Professional storm chaser Daniel Shaw recorded a waterspout off Bronte Beach, in eastern Sydney, Australia on the morning of October 14, 2015 (local time).
A rare tornado-like event lasted for about 10 minutes and gave an impressive view to its observers 20 km away at Bronte Beach. A set of meteorological factors have combined to produce the waterspout, including warm water, converging winds and upward-moving air.

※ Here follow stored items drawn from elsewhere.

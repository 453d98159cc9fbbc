//! The response descriptor handed to callbacks.
//!
//! A [`Response`] wraps the transport result (status, headers, fully-read
//! body) together with a back-reference to its originating [`Request`];
//! ownership of the request's extra payload passes through unchanged. It is
//! immutable once constructed.

use crate::request::Request;
use reqwest::StatusCode;
use reqwest::header::HeaderMap;
use std::any::Any;
use std::borrow::Cow;
use std::sync::Arc;
use url::Url;

#[derive(Debug, Clone)]
pub struct Response {
    status: StatusCode,
    headers: HeaderMap,
    body: Vec<u8>,
    request: Request,
}

impl Response {
    pub fn new(status: StatusCode, headers: HeaderMap, body: Vec<u8>, request: Request) -> Self {
        Response {
            status,
            headers,
            body,
            request,
        }
    }

    pub fn status(&self) -> StatusCode {
        self.status
    }

    pub fn headers(&self) -> &HeaderMap {
        &self.headers
    }

    /// A single header value, when present and valid UTF-8.
    pub fn header(&self, name: &str) -> Option<&str> {
        self.headers.get(name).and_then(|value| value.to_str().ok())
    }

    /// The fully-read response body.
    pub fn body(&self) -> &[u8] {
        &self.body
    }

    /// The body decoded as UTF-8, lossily.
    pub fn text(&self) -> Cow<'_, str> {
        String::from_utf8_lossy(&self.body)
    }

    /// The originating request.
    pub fn request(&self) -> &Request {
        &self.request
    }

    /// The originating request's URL.
    pub fn url(&self) -> &Url {
        &self.request.url
    }

    /// The extra payload carried through from the originating request.
    pub fn extra<T: Any + Send + Sync>(&self) -> Option<Arc<T>> {
        self.request.extra::<T>()
    }
}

Funnel clouds beginning to form. Image credit: Daniel Shaw
Few funnel clouds formed and dissipated in a process. Image credit: Daniel Shaw
"We had a light offshore wind in the morning, so where that meets the north-easterly sea breeze over the water, it's sort of a convergence area," Zach Porter, Bureau of Meteorology (BOM) severe weather forecaster explained.

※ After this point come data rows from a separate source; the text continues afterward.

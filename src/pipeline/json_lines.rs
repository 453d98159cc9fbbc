//! Sink appending items as JSON lines, one file per logical file name.
//!
//! File handles are opened on first use and kept until the owning task
//! stops; unsupported item types are logged and passed through.

use super::{Item, Pipeline};
use crate::error::CrawlError;
use async_trait::async_trait;
use log::warn;
use parking_lot::Mutex;
use std::any::Any;
use std::collections::HashMap;
use std::fs::{File, OpenOptions};
use std::io::Write;
use std::path::PathBuf;

/// Item kind consumed by [`JsonLinesPipeline`].
pub struct JsonLinesItem {
    pub file_name: String,
    pub unique_key: Option<String>,
    pub data: serde_json::Value,
}

impl Item for JsonLinesItem {
    fn name(&self) -> &'static str {
        "jsonl"
    }

    fn unique_key(&self) -> Option<&str> {
        self.unique_key.as_deref()
    }

    fn data(&self) -> serde_json::Value {
        self.data.clone()
    }

    fn as_any(&self) -> &dyn Any {
        self
    }
}

pub struct JsonLinesPipeline {
    dir: PathBuf,
    files: Mutex<HashMap<String, File>>,
}

impl JsonLinesPipeline {
    /// Writes `<dir>/<file_name>.jsonl` files under the given directory.
    pub fn new(dir: impl Into<PathBuf>) -> Self {
        JsonLinesPipeline {
            dir: dir.into(),
            files: Mutex::new(HashMap::new()),
        }
    }

    fn append(&self, file_name: &str, line: &str) -> std::io::Result<()> {
        let mut files = self.files.lock();
        if !files.contains_key(file_name) {
            let path = self.dir.join(format!("{file_name}.jsonl"));
            if let Some(parent) = path.parent() {
                std::fs::create_dir_all(parent)?;
            }
            let file = OpenOptions::new().create(true).append(true).open(&path)?;
            files.insert(file_name.to_string(), file);
        }
        let file = files.get_mut(file_name).expect("entry inserted above");
        writeln!(file, "{line}")
    }
}

#[async_trait]
impl Pipeline for JsonLinesPipeline {
    fn name(&self) -> &'static str {
        "json-lines"
    }

    async fn process_item(&self, item: Box<dyn Item>) -> Result<Option<Box<dyn Item>>, CrawlError> {
        let Some(jsonl) = item.as_any().downcast_ref::<JsonLinesItem>() else {
            warn!("item kind '{}' not supported by json-lines", item.name());
            return Ok(Some(item));
        };

        if jsonl.file_name.is_empty() {
            return Err(CrawlError::Pipeline("file name is empty".into()));
        }

        let line = serde_json::to_string(&jsonl.data)?;
        self.append(&jsonl.file_name, &line)
            .map_err(|e| CrawlError::Pipeline(e.to_string()))?;
        Ok(Some(item))
    }

    async fn close(&self) {
        let mut files = self.files.lock();
        for (name, file) in files.drain() {
            if let Err(e) = file.sync_all() {
                warn!("failed to sync jsonl file '{name}': {e}");
            }
        }
    }
}

#[cfg(test)]
mod tests {
    use super::super::tests::TestItem;
    use super::*;

    #[tokio::test]
    async fn appends_one_json_line_per_item() {
        let dir = tempfile::tempdir().unwrap();
        let pipeline = JsonLinesPipeline::new(dir.path());

        for id in 0..2 {
            let item = Box::new(JsonLinesItem {
                file_name: "books".into(),
                unique_key: None,
                data: serde_json::json!({"id": id}),
            });
            pipeline.process_item(item).await.unwrap();
        }
        pipeline.close().await;

        let written = std::fs::read_to_string(dir.path().join("books.jsonl")).unwrap();
        let lines: Vec<&str> = written.lines().collect();
        assert_eq!(lines.len(), 2);
        assert_eq!(lines[0], r#"{"id":0}"#);
        assert_eq!(lines[1], r#"{"id":1}"#);
    }

    #[tokio::test]
    async fn unsupported_items_pass_through() {
        let dir = tempfile::tempdir().unwrap();
        let pipeline = JsonLinesPipeline::new(dir.path());

        let item = Box::new(TestItem {
            key: None,
            payload: serde_json::json!({}),
        });
        let forwarded = pipeline.process_item(item).await.unwrap();
        assert!(forwarded.is_some());
    }

    #[tokio::test]
    async fn empty_file_name_is_a_pipeline_error() {
        let dir = tempfile::tempdir().unwrap();
        let pipeline = JsonLinesPipeline::new(dir.path());

        let item = Box::new(JsonLinesItem {
            file_name: String::new(),
            unique_key: None,
            data: serde_json::json!({}),
        });
        assert!(pipeline.process_item(item).await.is_err());
    }
}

Daniel Shaw, who recorded the meteorological phenomena described the event: "About 10.30 am very small funnels appeared from a number of small storm cells. The conditions were perfect for waterspouts to form. A few funnels appeared then dissipated, but eventually an almost condensed waterspout formed with clear ground circulation. It lasted about three minutes."
Waterspout touch-down. Image credit: Daniel Shaw
"I travel to the United States for almost three months every year to cover the US tornado season. I have witnessed well over 100 tornadoes in the US, but this little surprise was my very first and obviously very rare capture of a tornadic feature in Australia," the famous storm chaser concluded.